In the past, we have averaged down in stocks where we liked the valuation and believed that the business would be much more valuable in the future. This wasn’t a terribly sophisticated approach, and it has been problematic to the extent that it didn’t give due weight to when a stock was likely to be re-rated by the market. The timing of the rebound matters, and, at least in the short-term, buying more of a stock that continues to decline is indistinguishable from being wrong.

Hemnet and PAR Technology are two examples of this, with both stocks having been significant underperformers that have contributed to the bulk of the Fund’s drawdown over the past year. While we believe these stocks will recover, we have been wildly wrong on the timing of when that recovery would occur, and the path with which those stocks would take before staging a recovery. These unforced errors in position sizing and averaging down have been very costly, and the only solace we can take from them is that they have prompted a lot of reflection that has resulted in process improvements that will hopefully reduce the likelihood of making similar position sizing mistakes in the future.

Compounding/conviction framework – only sizing what is likely to work

For example, in our March 2026 letter we introduced our compounding/conviction position sizing framework, which decomposes each investment position into two distinct exposures: 1) the compounding position; and 2) the conviction position. This framework seeks to prevent us from over-sizing positions that lack near-term catalysts, have negatively inflecting narratives, and/or a high risk of negative earnings revisions.

The diagram illustrates the Compounding/Conviction Framework. It features a vertical axis labeled 'Position Size' with an upward arrow. A vertical bar is divided into two sections: a bottom teal section labeled 'Compounding Position' and a top white section labeled 'Conviction Position'. To the right of the bar, two brackets group the corresponding bullet points for each position type.

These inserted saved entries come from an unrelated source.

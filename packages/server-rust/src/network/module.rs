//! Network module with deferred startup lifecycle.
//!
//! Implements the deferred startup pattern: `new()` creates resources,
//! `start()` binds the TCP listener, and `serve()` starts accepting
//! connections. This separation lets the binary report the bound port
//! (and fail fast on bind errors) before it starts serving.

use std::future::Future;
use std::sync::Arc;
use std::time::{Duration, Instant};

use axum::routing::get;
use axum::Router;
use tokio::net::TcpListener;
use tracing::{info, warn};

use super::auth::BackendPassword;
use super::config::NetworkConfig;
use super::handlers::{
    get_scores_handler, health_handler, liveness_handler, post_score_handler, readiness_handler,
    AppState,
};
use super::middleware::build_http_layers;
use super::shutdown::ShutdownController;
use crate::service::{OperationPipeline, OperationService};

/// Leaderboard facts reported by `GET /health`.
#[derive(Debug, Clone, PartialEq, Eq)]
pub struct BoardInfo {
    pub storage_backend: &'static str,
    pub modes: Vec<&'static str>,
}

/// Application services the HTTP handlers call into.
#[derive(Clone)]
pub struct ApiServices {
    pub classifier: Arc<OperationService>,
    pub pipeline: OperationPipeline,
    pub password: BackendPassword,
    pub board: Arc<BoardInfo>,
}

/// Manages the full HTTP server lifecycle.
///
/// Follows the deferred startup pattern:
/// 1. `new()` -- allocates shared state (shutdown controller)
/// 2. `start()` -- binds TCP listener to the configured address
/// 3. `serve()` -- begins accepting connections until shutdown is signalled
pub struct NetworkModule {
    config: NetworkConfig,
    services: ApiServices,
    listener: Option<TcpListener>,
    shutdown: Arc<ShutdownController>,
    start_time: Instant,
}

impl NetworkModule {
    /// Creates a new network module without binding any port.
    #[must_use]
    pub fn new(config: NetworkConfig, services: ApiServices) -> Self {
        Self {
            config,
            services,
            listener: None,
            shutdown: Arc::new(ShutdownController::new()),
            start_time: Instant::now(),
        }
    }

    /// Returns a shared reference to the shutdown controller.
    ///
    /// Other modules use this to check health state or trigger shutdown.
    #[must_use]
    pub fn shutdown_controller(&self) -> Arc<ShutdownController> {
        Arc::clone(&self.shutdown)
    }

    /// Assembles the axum router with all routes and middleware.
    ///
    /// Routes:
    /// - `GET /health` -- detailed health JSON
    /// - `GET /health/live` -- liveness check
    /// - `GET /health/ready` -- readiness check
    /// - `GET /api/scores/{mode}` -- point lookup or window read
    /// - `POST /api/scores/{mode}` -- authorized score submission
    pub fn build_router(&self) -> Router {
        let state = AppState {
            classifier: Arc::clone(&self.services.classifier),
            pipeline: self.services.pipeline.clone(),
            password: self.services.password.clone(),
            shutdown: Arc::clone(&self.shutdown),
            board: Arc::clone(&self.services.board),
            start_time: self.start_time,
        };

        router(state, &self.config)
    }

    /// Binds the TCP listener to the configured host and port.
    ///
    /// Returns the actual bound port, which may differ from the configured
    /// port when port 0 is used (OS-assigned ephemeral port).
    ///
    /// # Errors
    ///
    /// Returns an error if the address cannot be bound (e.g., port in use).
    pub async fn start(&mut self) -> anyhow::Result<u16> {
        let addr = format!("{}:{}", self.config.host, self.config.port);
        let listener = TcpListener::bind(&addr).await?;
        let port = listener.local_addr()?.port();

        info!("TCP listener bound to {}:{}", self.config.host, port);

        self.listener = Some(listener);
        Ok(port)
    }

    /// Starts serving connections until the shutdown signal fires.
    ///
    /// After the shutdown signal:
    /// 1. Health state transitions to Draining
    /// 2. Waits up to `drain_timeout` for in-flight requests to complete
    /// 3. Health state transitions to Stopped
    ///
    /// # Errors
    ///
    /// Returns an error if the server encounters a fatal I/O error.
    ///
    /// # Panics
    ///
    /// Panics if `start()` was not called before `serve()`.
    pub async fn serve(
        mut self,
        shutdown: impl Future<Output = ()> + Send + 'static,
    ) -> anyhow::Result<()> {
        let listener = self
            .listener
            .take()
            .expect("start() must be called before serve()");
        let router = self.build_router();
        let shutdown_ctrl = self.shutdown;
        let drain_timeout = self.config.drain_timeout;

        // Transition to Ready so readiness checks pass.
        shutdown_ctrl.set_ready();

        if let Some(ref tls_config) = self.config.tls {
            serve_tls(listener, router, tls_config, &shutdown_ctrl, shutdown).await?;
        } else {
            serve_plain(listener, router, shutdown).await?;
        }

        drain(&shutdown_ctrl, drain_timeout).await;
        Ok(())
    }
}

fn router(state: AppState, config: &NetworkConfig) -> Router {
    Router::new()
        .route("/health", get(health_handler))
        .route("/health/live", get(liveness_handler))
        .route("/health/ready", get(readiness_handler))
        .route(
            "/api/scores/{mode}",
            get(get_scores_handler).post(post_score_handler),
        )
        .layer(build_http_layers(config))
        .with_state(state)
}

/// Serves plain HTTP connections using axum's built-in server.
async fn serve_plain(
    listener: TcpListener,
    router: Router,
    shutdown: impl Future<Output = ()> + Send + 'static,
) -> anyhow::Result<()> {
    info!("Serving plain HTTP connections");

    axum::serve(listener, router)
        .with_graceful_shutdown(shutdown)
        .await?;
    Ok(())
}

/// Serves TLS connections using `axum-server` with rustls.
///
/// Reuses the pre-bound TCP listener by converting it to a `std::net::TcpListener`.
async fn serve_tls(
    listener: TcpListener,
    router: Router,
    tls_config: &super::config::TlsConfig,
    shutdown_ctrl: &ShutdownController,
    shutdown: impl Future<Output = ()> + Send + 'static,
) -> anyhow::Result<()> {
    use axum_server::tls_rustls::RustlsConfig;

    let rustls_config = RustlsConfig::from_pem_file(&tls_config.cert_path, &tls_config.key_path)
        .await
        .map_err(|e| anyhow::anyhow!("Failed to load TLS certificates: {e}"))?;

    let addr = listener.local_addr()?;
    let std_listener = listener.into_std()?;
    let handle = axum_server::Handle::new();
    let shutdown_handle = handle.clone();
    let mut shutdown_rx = shutdown_ctrl.shutdown_receiver();

    // Stop accepting on either the caller's signal or a programmatic
    // trigger_shutdown().
    tokio::spawn(async move {
        tokio::select! {
            () = shutdown => {}
            _ = shutdown_rx.changed() => {}
        }
        shutdown_handle.graceful_shutdown(None);
    });

    info!("Serving TLS connections on {}", addr);

    axum_server::from_tcp_rustls(std_listener, rustls_config)
        .handle(handle)
        .serve(router.into_make_service())
        .await?;
    Ok(())
}

/// Waits for in-flight requests and transitions to Stopped.
async fn drain(shutdown_ctrl: &ShutdownController, timeout: Duration) {
    shutdown_ctrl.trigger_shutdown();

    let in_flight = shutdown_ctrl.in_flight();
    if in_flight.total() > 0 {
        info!(
            reads = in_flight.reads,
            submits = in_flight.submits,
            "draining in-flight requests"
        );
    }

    if shutdown_ctrl.wait_for_drain(timeout).await {
        info!("All in-flight requests drained");
    } else {
        warn!("Drain timeout expired with in-flight requests remaining");
    }
}
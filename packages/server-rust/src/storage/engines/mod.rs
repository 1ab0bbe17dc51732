//! Score store backends.

pub mod memory;
#[cfg(feature = "redb")]
pub mod redb;

pub use memory::MemoryScoreStore;
#[cfg(feature = "redb")]
pub use self::redb::RedbScoreStore;
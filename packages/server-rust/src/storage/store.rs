//! Score store traits and the ordered fetch request.
//!
//! Defines the storage seam the ranking engine runs against:
//!
//! - [`ScoreTable`]: a read view (consistent snapshot or in-progress write).
//! - [`ScoreTxn`]: an exclusive write transaction. Dropping it without
//!   calling [`commit()`](ScoreTxn::commit) discards every change it made.
//! - [`ScoreStore`]: one mode's persisted record set; hands out read views
//!   and write transactions.
//!
//! All operations are synchronous. Storage engines are synchronous (an
//! in-memory map, an embedded B-tree file), so async callers move store
//! work onto the blocking pool.

use scoreboard_core::{
    AnchorNotFound, Cursor, NewScore, Placement, PlacementUpdate, RankOrder, ScoreId, ScoreRecord,
};

/// Errors surfaced by score stores.
#[derive(Debug, Clone, PartialEq, Eq, thiserror::Error)]
pub enum StoreError {
    #[error(transparent)]
    AnchorNotFound(#[from] AnchorNotFound),
    #[error("record {0} does not exist")]
    UnknownRecord(ScoreId),
    #[error("placement {0} assigned to more than one record")]
    DuplicatePlacement(Placement),
    #[error("record {0} appears more than once in one batch")]
    DuplicateUpdate(ScoreId),
    #[error("storage backend error: {0}")]
    Backend(String),
    #[error("record encoding error: {0}")]
    Encoding(String),
}

/// Ordered, optionally cursor-relative fetch.
#[derive(Debug, Clone, Copy, PartialEq, Eq)]
pub struct FindMany {
    pub order: RankOrder,
    pub cursor: Option<Cursor>,
    /// Maximum number of records; `None` reads to the end of the order.
    pub take: Option<usize>,
}

impl FindMany {
    /// Every record in `order`.
    #[must_use]
    pub fn all(order: RankOrder) -> Self {
        Self {
            order,
            cursor: None,
            take: None,
        }
    }

    /// The first `take` records in `order`.
    #[must_use]
    pub fn top(order: RankOrder, take: usize) -> Self {
        Self {
            order,
            cursor: None,
            take: Some(take),
        }
    }

    /// Up to `take` records relative to `cursor`.
    #[must_use]
    pub fn around(order: RankOrder, cursor: Cursor, take: usize) -> Self {
        Self {
            order,
            cursor: Some(cursor),
            take: Some(take),
        }
    }
}

/// Read access to one mode's records.
///
/// [`RankOrder::Placement`] fetches only see placed records; a cursor
/// anchored on an unplaced or missing record fails with
/// [`StoreError::AnchorNotFound`].
pub trait ScoreTable {
    /// Point lookup by id.
    fn get(&self, id: ScoreId) -> Result<Option<ScoreRecord>, StoreError>;

    /// Ordered fetch.
    fn find_many(&self, query: &FindMany) -> Result<Vec<ScoreRecord>, StoreError>;

    /// Number of records, placed or not.
    fn len(&self) -> Result<usize, StoreError>;

    fn is_empty(&self) -> Result<bool, StoreError> {
        Ok(self.len()? == 0)
    }
}

/// Exclusive write transaction over one mode's records.
///
/// Reads through the transaction observe its own uncommitted writes.
pub trait ScoreTxn: ScoreTable {
    /// Stores a new record, assigning `id` and `created_on`. The record is
    /// unplaced until a placement update names it.
    fn insert(&mut self, score: NewScore) -> Result<ScoreRecord, StoreError>;

    /// Rewrites the placements of the named records.
    ///
    /// The whole batch is validated before anything changes: an unknown id,
    /// or a placement claimed twice (within the batch or by a record outside
    /// it), fails the call with no effect.
    fn apply_bulk(&mut self, updates: &[PlacementUpdate]) -> Result<(), StoreError>;

    /// Publishes every change made through this transaction atomically.
    fn commit(self: Box<Self>) -> Result<(), StoreError>;
}

/// Persisted record set of one mode.
///
/// Used as `Arc<dyn ScoreStore>`. At most one write transaction per store
/// is open at a time; `begin_write` blocks until the previous one ends.
pub trait ScoreStore: Send + Sync + 'static {
    /// Name of the mode this store holds.
    fn name(&self) -> &str;

    /// Opens a consistent read snapshot.
    fn begin_read(&self) -> Result<Box<dyn ScoreTable + '_>, StoreError>;

    /// Opens an exclusive write transaction.
    fn begin_write(&self) -> Result<Box<dyn ScoreTxn + '_>, StoreError>;

    /// Auto-committed single insert.
    fn insert(&self, score: NewScore) -> Result<ScoreRecord, StoreError> {
        let mut txn = self.begin_write()?;
        let record = txn.insert(score)?;
        txn.commit()?;
        Ok(record)
    }

    /// Auto-committed bulk placement rewrite.
    fn apply_bulk(&self, updates: &[PlacementUpdate]) -> Result<(), StoreError> {
        let mut txn = self.begin_write()?;
        txn.apply_bulk(updates)?;
        txn.commit()
    }
}

#[cfg(test)]
mod tests {
    use super::*;

    #[test]
    fn find_many_constructors() {
        let all = FindMany::all(RankOrder::Ranking);
        assert_eq!(all.take, None);
        assert!(all.cursor.is_none());

        let top = FindMany::top(RankOrder::Placement, 10);
        assert_eq!(top.take, Some(10));

        let around = FindMany::around(RankOrder::Placement, Cursor::before(4), 2);
        assert_eq!(around.cursor, Some(Cursor::before(4)));
    }

    #[test]
    fn anchor_error_converts() {
        let err: StoreError = AnchorNotFound(9).into();
        assert_eq!(err, StoreError::AnchorNotFound(AnchorNotFound(9)));
        assert_eq!(err.to_string(), "cursor anchor 9 is not in the ordered set");
    }
}
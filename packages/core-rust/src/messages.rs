//! HTTP wire messages.
//!
//! All structs use `#[serde(rename_all = "camelCase")]` to match the JSON
//! the leaderboard clients already speak. Query parameters arrive as raw
//! strings so that malformed numbers produce the uniform error envelope
//! instead of an extractor rejection.

use serde::{Deserialize, Serialize};

use crate::types::{NewScore, ScoreExtras};

/// Message sent with every successful response.
pub const SUCCESS_MESSAGE: &str = "Success";

/// Response envelope shared by success and error replies.
#[derive(Debug, Clone, PartialEq, Serialize, Deserialize)]
#[serde(rename_all = "camelCase")]
pub struct ApiEnvelope<T> {
    pub message: String,
    #[serde(default, skip_serializing_if = "Option::is_none")]
    pub more_info: Option<T>,
}

impl<T> ApiEnvelope<T> {
    /// Success envelope carrying `payload`.
    pub fn success(payload: T) -> Self {
        Self {
            message: SUCCESS_MESSAGE.to_string(),
            more_info: Some(payload),
        }
    }
}

impl ApiEnvelope<serde_json::Value> {
    /// Error envelope with only a message.
    pub fn error(message: impl Into<String>) -> Self {
        Self {
            message: message.into(),
            more_info: None,
        }
    }

    /// Error envelope with structured detail.
    pub fn error_with(message: impl Into<String>, detail: serde_json::Value) -> Self {
        Self {
            message: message.into(),
            more_info: Some(detail),
        }
    }
}

/// Query string of `GET /api/scores/{mode}`.
#[derive(Debug, Clone, Default, PartialEq, Eq, Serialize, Deserialize)]
#[serde(rename_all = "camelCase")]
pub struct ScoreQueryParams {
    /// Point lookup; when present the window parameters are ignored.
    pub id: Option<String>,
    pub load_count: Option<String>,
    pub center_on: Option<String>,
}

/// JSON body of `POST /api/scores/{mode}`.
///
/// Unknown keys are ignored; older clients still send `password` in the body.
#[derive(Debug, Clone, PartialEq, Serialize, Deserialize)]
#[serde(rename_all = "camelCase")]
pub struct SubmitScoreBody {
    pub score: i64,
    pub username: String,
    #[serde(default)]
    pub multiplier: Option<f64>,
    #[serde(default)]
    pub mods: Option<Vec<String>>,
}

impl From<SubmitScoreBody> for NewScore {
    fn from(body: SubmitScoreBody) -> Self {
        Self {
            score: body.score,
            username: body.username,
            extras: ScoreExtras {
                multiplier: body.multiplier,
                mods: body.mods,
            },
        }
    }
}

Source: Bristlemoon Capital

Our framework acknowledges that when a stock’s narrative is negatively inflecting and earnings expectations are being revised downward, the likelihood of other market participants stepping in and buying that stock, even at historically depressed valuations, is lower. We touched on how this is being driven by market structure changes, with the rise of multi-manager firms, in the following piece: Do You Dance While the Music is Playing?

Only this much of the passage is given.